L’udienza. 30 luglio 2026 alle 00:52

Rinvio della decisione nel merito a dicembre e sostanziale conferma delle revoche di tutti i permessi già rilasciati alla immobiliare sardo brasiliana Tavolara Bay. È questo l’esito dell’udienza davanti ai giudici del Tar della Sardegna dedicata al caso di Cala Finanza. Da una parte c’erano gli avvocati della immobiliare controllata dalla JHSF Participações (Marcello Clarich e Gian Comita Ragnedda), dall’altra i legali dello Stato, della Regione sarda, del Comune di Loiri Porto San Paolo (Carlo Careddu) e del Grig (Carlo Melis Costa).

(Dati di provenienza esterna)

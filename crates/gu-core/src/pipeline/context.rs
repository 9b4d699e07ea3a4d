//! Shared mutable state threaded through the pipeline stages.

use super::plan::{FilePlan, StagedPackage};
use crate::cancel::CancelToken;
use crate::events::{Phase, ProgressEmitter, ProgressEvent};
use crate::journal::Journal;
use crate::logging::LogContext;
use crate::operation::Batch;
use crate::platform::{PlatformStrategy, ProcessHandle};
use crate::source::{PackageDescriptor, PackageSource};
use gu_common::{SessionId, TargetId};
use gu_config::UpdaterConfig;
use std::path::PathBuf;

/// A package downloaded into the session's staging area.
#[derive(Debug, Clone)]
pub struct Download {
    pub descriptor: PackageDescriptor,
    pub path: PathBuf,
}

pub struct UpdateContext<'a> {
    pub session_id: SessionId,
    pub target_id: TargetId,
    pub config: &'a UpdaterConfig,
    pub strategy: &'a PlatformStrategy,
    pub source: &'a dyn PackageSource,
    pub journal: &'a mut Journal,
    emitter: &'a dyn ProgressEmitter,
    pub cancel: CancelToken,
    pub log: LogContext,

    pub install_dir: PathBuf,
    /// `<staging_dir>/<session>`; removed when the session ends.
    pub staging: PathBuf,
    /// `<backup_dir>/<target>/<session>`; kept while the session can be restored.
    pub backup_root: PathBuf,

    pub current_version: String,
    pub target_version: Option<String>,
    pub pending: Vec<PackageDescriptor>,
    pub downloads: Vec<Download>,
    pub staged: Vec<StagedPackage>,
    pub plan: Option<FilePlan>,
    /// Batches this session committed, oldest first.
    pub batches: Vec<Batch>,
    pub launch: bool,
    pub launched: Option<ProcessHandle>,
}

impl<'a> UpdateContext<'a> {
    #[allow(clippy::too_many_arguments)]
    pub(crate) fn new(
        session_id: SessionId,
        target_id: TargetId,
        config: &'a UpdaterConfig,
        strategy: &'a PlatformStrategy,
        source: &'a dyn PackageSource,
        journal: &'a mut Journal,
        emitter: &'a dyn ProgressEmitter,
        cancel: CancelToken,
        log: LogContext,
        current_version: String,
    ) -> Self {
        let staging = config.staging_dir().join(session_id.as_str());
        let backup_root = config
            .backup_dir()
            .join(target_id.as_str())
            .join(session_id.as_str());
        Self {
            install_dir: config.paths.install_dir.clone(),
            staging,
            backup_root,
            session_id,
            target_id,
            config,
            strategy,
            source,
            journal,
            emitter,
            cancel,
            log,
            current_version,
            target_version: None,
            pending: Vec::new(),
            downloads: Vec::new(),
            staged: Vec::new(),
            plan: None,
            batches: Vec::new(),
            launch: true,
            launched: None,
        }
    }

    pub fn emit(&self, event: &str, phase: Phase) {
        self.emit_event(ProgressEvent::new(event, phase));
    }

    pub fn emit_event(&self, event: ProgressEvent) {
        self.emitter
            .emit(event.with_session_id(self.session_id.as_str()));
    }

    pub fn emitter(&self) -> &'a dyn ProgressEmitter {
        self.emitter
    }

    pub fn downloads_dir(&self) -> PathBuf {
        self.staging.join("downloads")
    }

    pub fn unpack_dir(&self, version: &str) -> PathBuf {
        self.staging.join("unpacked").join(version)
    }
}
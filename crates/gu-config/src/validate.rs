//! Configuration validation errors and semantic validation.

use std::path::{Component, Path};
use thiserror::Error;

use crate::updater::{Readiness, SourceConfig, UpdaterConfig};

/// Validation result type.
pub type ValidationResult<T> = Result<T, ValidationError>;

/// Configuration validation errors.
#[derive(Error, Debug)]
pub enum ValidationError {
    #[error("I/O error: {0}")]
    IoError(String),

    #[error("Parse error: {0}")]
    ParseError(String),

    #[error("Semantic validation failed: {0}")]
    SemanticError(String),

    #[error("Missing required field: {0}")]
    MissingField(String),

    #[error("Invalid value for {field}: {message}")]
    InvalidValue { field: String, message: String },

    #[error("Version mismatch: expected {expected}, got {actual}")]
    VersionMismatch { expected: String, actual: String },
}

impl ValidationError {
    /// Error code for structured error reporting.
    pub fn code(&self) -> u32 {
        match self {
            ValidationError::IoError(_) => 60,
            ValidationError::ParseError(_) => 61,
            ValidationError::SemanticError(_) => 63,
            ValidationError::MissingField(_) => 64,
            ValidationError::InvalidValue { .. } => 65,
            ValidationError::VersionMismatch { .. } => 66,
        }
    }
}

fn invalid(field: &str, message: impl Into<String>) -> ValidationError {
    ValidationError::InvalidValue {
        field: field.to_string(),
        message: message.into(),
    }
}

/// Validate an updater configuration semantically.
pub fn validate_config(config: &UpdaterConfig) -> ValidationResult<()> {
    if config.schema_version != crate::CONFIG_SCHEMA_VERSION {
        return Err(ValidationError::VersionMismatch {
            expected: crate::CONFIG_SCHEMA_VERSION.to_string(),
            actual: config.schema_version.clone(),
        });
    }

    if config.app.name.trim().is_empty() {
        return Err(ValidationError::MissingField("app.name".to_string()));
    }
    if config.app.main_executable.trim().is_empty() {
        return Err(ValidationError::MissingField(
            "app.main_executable".to_string(),
        ));
    }
    if !is_contained_relative(Path::new(&config.app.main_executable)) {
        return Err(invalid(
            "app.main_executable",
            "must be a relative path inside the install directory",
        ));
    }
    if config.paths.install_dir.as_os_str().is_empty() {
        return Err(ValidationError::MissingField(
            "paths.install_dir".to_string(),
        ));
    }

    if let SourceConfig::Http {
        metadata_url,
        timeout_secs,
    } = &config.source
    {
        if !(metadata_url.starts_with("http://") || metadata_url.starts_with("https://")) {
            return Err(invalid(
                "source.metadata_url",
                format!("must be an http(s) URL, got '{}'", metadata_url),
            ));
        }
        if *timeout_secs == 0 {
            return Err(invalid("source.timeout_secs", "must be > 0"));
        }
    }

    let fetch = &config.fetch;
    if fetch.workers == 0 || fetch.workers > 64 {
        return Err(invalid(
            "fetch.workers",
            format!("must be in [1, 64], got {}", fetch.workers),
        ));
    }
    if fetch.initial_backoff_ms > fetch.max_backoff_ms {
        return Err(ValidationError::SemanticError(format!(
            "fetch.initial_backoff_ms ({}) exceeds fetch.max_backoff_ms ({})",
            fetch.initial_backoff_ms, fetch.max_backoff_ms
        )));
    }

    let watchdog = &config.watchdog;
    if watchdog.poll_interval_ms == 0 {
        return Err(invalid("watchdog.poll_interval_ms", "must be > 0"));
    }
    if watchdog.startup_timeout_secs == 0 {
        return Err(invalid("watchdog.startup_timeout_secs", "must be > 0"));
    }
    if watchdog.expected_exit_codes.is_empty() {
        return Err(invalid(
            "watchdog.expected_exit_codes",
            "at least one exit code must count as normal",
        ));
    }
    if let Readiness::AliveFor { secs } = watchdog.readiness {
        if secs > watchdog.startup_timeout_secs {
            return Err(ValidationError::SemanticError(format!(
                "watchdog.readiness.secs ({}) exceeds watchdog.startup_timeout_secs ({})",
                secs, watchdog.startup_timeout_secs
            )));
        }
    }

    if config.recovery.poll_interval_secs == 0 {
        return Err(invalid("recovery.poll_interval_secs", "must be > 0"));
    }

    if !is_contained_relative(Path::new(&config.drivers.directory)) {
        return Err(invalid(
            "drivers.directory",
            "must be a relative path inside the package",
        ));
    }

    for dir in &config.files.skip_directories {
        if dir.trim().is_empty() || !is_contained_relative(Path::new(dir)) {
            return Err(invalid(
                "files.skip_directories",
                format!("'{}' must be a relative directory inside the install", dir),
            ));
        }
    }

    if config.server.bind.parse::<std::net::SocketAddr>().is_err() {
        return Err(invalid(
            "server.bind",
            format!("not a socket address: '{}'", config.server.bind),
        ));
    }

    Ok(())
}

/// True when `path` is relative and never climbs above its base.
fn is_contained_relative(path: &Path) -> bool {
    let mut depth: i32 = 0;
    for component in path.components() {
        match component {
            Component::Normal(_) => depth += 1,
            Component::CurDir => {}
            Component::ParentDir => {
                depth -= 1;
                if depth < 0 {
                    return false;
                }
            }
            Component::RootDir | Component::Prefix(_) => return false,
        }
    }
    true
}
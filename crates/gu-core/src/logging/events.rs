//! Stable event names and correlation context for structured logs.
//!
//! Every log line emitted by the pipeline, watchdog, and recovery agent
//! carries an event name from [`event_names`] as its tracing target, plus
//! the correlation fields held in [`LogContext`].

use serde::{Deserialize, Serialize};

/// Subsystem stage an event belongs to.
#[derive(Debug, Clone, Copy, PartialEq, Eq, Serialize, Deserialize)]
#[serde(rename_all = "snake_case")]
pub enum Stage {
    /// Startup and configuration.
    Init,
    Fetch,
    Verify,
    Backup,
    Apply,
    Launch,
    /// In-process LIFO rollback after a pipeline failure.
    Rollback,
    /// Watchdog supervision of the relaunched target.
    Watch,
    /// Recovery agent restore cycles.
    Recover,
    /// Restore endpoint.
    Serve,
}

impl std::fmt::Display for Stage {
    fn fmt(&self, f: &mut std::fmt::Formatter<'_>) -> std::fmt::Result {
        let s = match self {
            Stage::Init => "init",
            Stage::Fetch => "fetch",
            Stage::Verify => "verify",
            Stage::Backup => "backup",
            Stage::Apply => "apply",
            Stage::Launch => "launch",
            Stage::Rollback => "rollback",
            Stage::Watch => "watch",
            Stage::Recover => "recover",
            Stage::Serve => "serve",
        };
        write!(f, "{}", s)
    }
}

/// Standard event names used in logging.
pub mod event_names {
    // Session lifecycle
    pub const SESSION_STARTED: &str = "update.session_started";
    pub const SESSION_FINISHED: &str = "update.session_finished";
    pub const UPDATE_NOT_NEEDED: &str = "update.not_needed";

    // Fetch / verify
    pub const FETCH_STARTED: &str = "update.fetch_started";
    pub const FETCH_RETRY: &str = "update.fetch_retry";
    pub const FETCH_FINISHED: &str = "update.fetch_finished";
    pub const VERIFY_MISMATCH: &str = "update.verify_mismatch";
    pub const VERIFY_FINISHED: &str = "update.verify_finished";

    // Backup / apply / launch
    pub const BACKUP_COMMITTED: &str = "update.backup_committed";
    pub const APPLY_COMMITTED: &str = "update.apply_committed";
    pub const APPLY_FAILED: &str = "update.apply_failed";
    pub const LAUNCH_STARTED: &str = "update.launch_started";
    pub const LAUNCH_FAILED: &str = "update.launch_failed";

    // In-process rollback
    pub const ROLLBACK_STARTED: &str = "update.rollback_started";
    pub const ROLLBACK_FINISHED: &str = "update.rollback_finished";
    pub const ROLLBACK_FAILED: &str = "update.rollback_failed";

    // Journal
    pub const JOURNAL_PUSHED: &str = "journal.pushed";
    pub const JOURNAL_POPPED: &str = "journal.popped";
    pub const JOURNAL_ARCHIVED: &str = "journal.archived";
    pub const JOURNAL_WRITE_FAILED: &str = "journal.write_failed";

    // Watchdog
    pub const WATCH_STARTED: &str = "watchdog.started";
    pub const WATCH_READY: &str = "watchdog.ready";
    pub const WATCH_EXIT_NORMAL: &str = "watchdog.exit_normal";
    pub const WATCH_EXIT_ABNORMAL: &str = "watchdog.exit_abnormal";
    pub const WATCH_FLAG_RAISED: &str = "watchdog.flag_raised";
    pub const WATCH_DUMP_FAILED: &str = "watchdog.dump_failed";

    // Recovery agent
    pub const RECOVERY_CYCLE: &str = "recovery.cycle";
    pub const RECOVERY_STARTED: &str = "recovery.started";
    pub const RECOVERY_BATCH_UNDONE: &str = "recovery.batch_undone";
    pub const RECOVERY_FINISHED: &str = "recovery.finished";
    pub const RECOVERY_FAILED: &str = "recovery.failed";
    pub const RECOVERY_SKIPPED: &str = "recovery.skipped";

    // Restore endpoint
    pub const SERVE_STARTED: &str = "serve.started";
    pub const SERVE_RESTORE: &str = "serve.restore";
    pub const SERVE_REJECTED: &str = "serve.rejected";

    // Config / init
    pub const CONFIG_LOADED: &str = "config.loaded";
    pub const CONFIG_ERROR: &str = "config.error";
}

/// Correlation context carried through a single invocation.
#[derive(Debug, Clone)]
pub struct LogContext {
    pub run_id: String,
    pub host_id: String,
    pub session_id: Option<String>,
    pub target_id: Option<String>,
}

impl LogContext {
    pub fn new(run_id: impl Into<String>, host_id: impl Into<String>) -> Self {
        Self {
            run_id: run_id.into(),
            host_id: host_id.into(),
            session_id: None,
            target_id: None,
        }
    }

    pub fn with_session_id(mut self, session_id: impl Into<String>) -> Self {
        self.session_id = Some(session_id.into());
        self
    }

    pub fn with_target_id(mut self, target_id: impl Into<String>) -> Self {
        self.target_id = Some(target_id.into());
        self
    }
}

#[cfg(test)]
mod tests {
    use super::*;

    #[test]
    fn test_stage_serialization() {
        assert_eq!(serde_json::to_string(&Stage::Rollback).unwrap(), "\"rollback\"");
        assert_eq!(Stage::Recover.to_string(), "recover");
    }

    #[test]
    fn test_event_names_are_namespaced() {
        for name in [
            event_names::BACKUP_COMMITTED,
            event_names::JOURNAL_PUSHED,
            event_names::WATCH_FLAG_RAISED,
            event_names::RECOVERY_FINISHED,
        ] {
            assert!(name.contains('.'), "{name} lacks a namespace");
        }
    }

    #[test]
    fn test_context_builders() {
        let ctx = LogContext::new("run-abc", "host-1")
            .with_session_id("gu-20260115-143022-a7xq")
            .with_target_id("editor-1a2b3c4d");
        assert_eq!(ctx.session_id.as_deref(), Some("gu-20260115-143022-a7xq"));
        assert_eq!(ctx.target_id.as_deref(), Some("editor-1a2b3c4d"));
    }
}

I ricorsi in trattazione erano due. Tavolara Bay aveva chiesto al Tar di sospendere la revoca dell’autorizzazione unica Zes per gli interventi a Villa Joy (trasformazione in ristorante dell’immobile e realizzazione di un camping di lusso a Cala Finanza), la società aveva anche chiesto di sospendere la revoca della delibera n.50 del 2025 (al centro di contestazioni e polemiche) votata dal Consiglio comunale di Loiri, con la quale si dava il via libera ad un cambio di destinazione urbanistica di Cala Finanza. Il secondo ricorso invece era contro i provvedimenti del Comune di Loiri con l’interdizione all’uso di Villa Joy e alla collocazione di container su un’area di 560 metri quadri a ridosso della residenza.